▸ Records for the task:
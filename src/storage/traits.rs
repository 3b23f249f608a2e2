//! Abstract storage traits for factforge.
//!
//! These traits define the contract that storage backends must implement.
//! Facts and provenance edges are append-only: no trait here exposes an
//! update or delete for them. Scenarios and the ruleset registry are
//! mutable only through optimistic-concurrency writes.

use chrono::NaiveDate;
use thiserror::Error;

use crate::fact::{Fact, FactId, FactPage, FactQuery};
use crate::provenance::{NodeRef, ProvenanceEdge};
use crate::reference::{Assumption, Reference};
use crate::request::{IdempotencyKey, IdempotencyRecord};
use crate::ruleset::{RulesetId, RulesetSnapshot};
use crate::scenario::{Scenario, ScenarioId};

/// Errors that can occur during storage operations.
#[derive(Debug, Clone, Error)]
pub enum StorageError {
    /// Record not found.
    #[error("Not found: {0}")]
    NotFound(String),

    /// Key already exists.
    #[error("Duplicate key: {0}")]
    DuplicateKey(String),

    /// Optimistic concurrency check failed.
    #[error("Version conflict on {key}: expected {expected}, found {actual}")]
    VersionConflict {
        /// Record key.
        key: String,
        /// Version the writer expected.
        expected: u64,
        /// Version currently stored.
        actual: u64,
    },

    /// The backend did not answer in time.
    #[error("Storage timeout: {0}")]
    Timeout(String),

    /// The backend is temporarily unreachable.
    #[error("Storage unavailable: {0}")]
    Unavailable(String),

    /// Backend error.
    #[error("Storage backend error: {0}")]
    BackendError(String),

    /// Serialization failed.
    #[error("Serialization error: {0}")]
    SerializationError(String),

    /// The query itself is malformed.
    #[error("Invalid query: {0}")]
    InvalidQuery(String),
}

impl StorageError {
    /// Returns true for failures worth retrying with backoff.
    #[must_use]
    pub const fn is_transient(&self) -> bool {
        matches!(self, Self::Timeout(_) | Self::Unavailable(_))
    }

    /// Machine-readable error kind.
    #[must_use]
    pub const fn kind(&self) -> &'static str {
        match self {
            Self::NotFound(_) => "storage_not_found",
            Self::DuplicateKey(_) => "duplicate_key",
            Self::VersionConflict { .. } => "storage_version_conflict",
            Self::Timeout(_) => "storage_timeout",
            Self::Unavailable(_) => "storage_unavailable",
            Self::BackendError(_) => "storage_backend",
            Self::SerializationError(_) => "storage_serialization",
            Self::InvalidQuery(_) => "invalid_query",
        }
    }

    /// Suggested fix for the operator.
    #[must_use]
    pub fn remediation(&self) -> String {
        match self {
            Self::Timeout(_) | Self::Unavailable(_) => "retry later; check backend health".to_string(),
            Self::VersionConflict { .. } => "reload the record and retry".to_string(),
            Self::InvalidQuery(_) => "correct the query filters".to_string(),
            _ => "inspect the storage backend logs".to_string(),
        }
    }
}

/// Read-only access to versioned references and assumptions.
///
/// # Bitemporal Semantics
/// Each id/key has non-overlapping versions; `*_at` returns the version whose
/// effective window contains `as_of`.
pub trait RuleStore: Send + Sync {
    /// Reference version in force at `as_of`.
    fn reference_at(&self, id: &str, as_of: NaiveDate) -> Result<Option<Reference>, StorageError>;

    /// Exact reference version.
    fn reference_version(&self, id: &str, version: u32) -> Result<Option<Reference>, StorageError>;

    /// All versions of a reference (ascending by version).
    fn reference_versions(&self, id: &str) -> Result<Vec<Reference>, StorageError>;

    /// Assumption version in force at `as_of`.
    fn assumption_at(&self, key: &str, as_of: NaiveDate) -> Result<Option<Assumption>, StorageError>;

    /// Exact assumption version.
    fn assumption_version(&self, key: &str, version: u32) -> Result<Option<Assumption>, StorageError>;

    /// All versions of an assumption (ascending by version).
    fn assumption_versions(&self, key: &str) -> Result<Vec<Assumption>, StorageError>;
}

/// Registry of ruleset snapshots.
///
/// Every mutation bumps a single registry revision. Writers pass the revision
/// they read; a stale revision fails with `VersionConflict`.
pub trait RulesetStore: Send + Sync {
    /// Current registry revision.
    fn revision(&self) -> Result<u64, StorageError>;

    /// Insert a new snapshot. Returns the new revision.
    ///
    /// # Errors
    /// - `DuplicateKey` if the id is taken.
    fn insert(&self, snapshot: RulesetSnapshot) -> Result<u64, StorageError>;

    /// Get a snapshot by id.
    fn get(&self, id: &RulesetId) -> Result<Option<RulesetSnapshot>, StorageError>;

    /// All snapshots, sorted by id.
    fn list(&self) -> Result<Vec<RulesetSnapshot>, StorageError>;

    /// Atomically replace existing snapshots. Returns the new revision.
    ///
    /// # Errors
    /// - `VersionConflict` if `expected_revision` is stale.
    /// - `NotFound` if any snapshot does not exist.
    fn commit(&self, expected_revision: u64, updates: Vec<RulesetSnapshot>) -> Result<u64, StorageError>;

    /// Remove a snapshot. Returns the new revision.
    fn remove(&self, expected_revision: u64, id: &RulesetId) -> Result<u64, StorageError>;
}

/// Append-only fact storage.
pub trait FactStore: Send + Sync {
    /// Write a new fact.
    ///
    /// # Errors
    /// - `DuplicateKey` if a fact with the same id exists.
    fn put(&self, fact: Fact) -> Result<(), StorageError>;

    /// Get a fact by id.
    fn get(&self, id: FactId) -> Result<Option<Fact>, StorageError>;

    /// Filtered, paginated retrieval sorted by `(as_of, topic, id)`.
    fn query(&self, query: &FactQuery) -> Result<FactPage, StorageError>;

    /// Total number of stored facts.
    fn count(&self) -> Result<usize, StorageError>;
}

/// Append-only provenance edge storage.
pub trait ProvenanceStore: Send + Sync {
    /// Insert edges; edges whose id already exists are skipped.
    /// Returns the number of edges newly written.
    fn insert_edges(&self, edges: Vec<ProvenanceEdge>) -> Result<usize, StorageError>;

    /// Edges leaving `node`, in insertion order.
    fn edges_from(&self, node: &NodeRef) -> Result<Vec<ProvenanceEdge>, StorageError>;

    /// Edges entering `node`, in insertion order.
    fn edges_to(&self, node: &NodeRef) -> Result<Vec<ProvenanceEdge>, StorageError>;
}

/// Scenario registry.
pub trait ScenarioStore: Send + Sync {
    /// Insert a new scenario.
    ///
    /// # Errors
    /// - `DuplicateKey` if the id is taken.
    fn insert(&self, scenario: Scenario) -> Result<(), StorageError>;

    /// Get a scenario by id.
    fn get(&self, id: &ScenarioId) -> Result<Option<Scenario>, StorageError>;

    /// Replace a scenario if its stored version equals `expected_version`.
    ///
    /// # Errors
    /// - `NotFound` if the scenario does not exist.
    /// - `VersionConflict` if the stored version differs.
    fn update(&self, scenario: Scenario, expected_version: u64) -> Result<(), StorageError>;

    /// All scenarios, sorted by id.
    fn list(&self) -> Result<Vec<Scenario>, StorageError>;
}

/// Ledger of completed `run` calls keyed by idempotency key.
pub trait IdempotencyStore: Send + Sync {
    /// Look up a record.
    fn get(&self, key: &IdempotencyKey) -> Result<Option<IdempotencyRecord>, StorageError>;

    /// Insert unless a record for the key exists; returns the existing record
    /// in that case.
    fn insert_if_absent(&self, record: IdempotencyRecord) -> Result<Option<IdempotencyRecord>, StorageError>;
}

▸ Instructions to follow:
Your task is to transcribe, with no changes, only the lines of the listing above that lie between the line holding "scenario does not exist." and the line holding "up a record.", inclusive.

▸ Task output:
    /// - `NotFound` if the scenario does not exist.
    /// - `VersionConflict` if the stored version differs.
    fn update(&self, scenario: Scenario, expected_version: u64) -> Result<(), StorageError>;

    /// All scenarios, sorted by id.
    fn list(&self) -> Result<Vec<Scenario>, StorageError>;
}

/// Ledger of completed `run` calls keyed by idempotency key.
pub trait IdempotencyStore: Send + Sync {
    /// Look up a record.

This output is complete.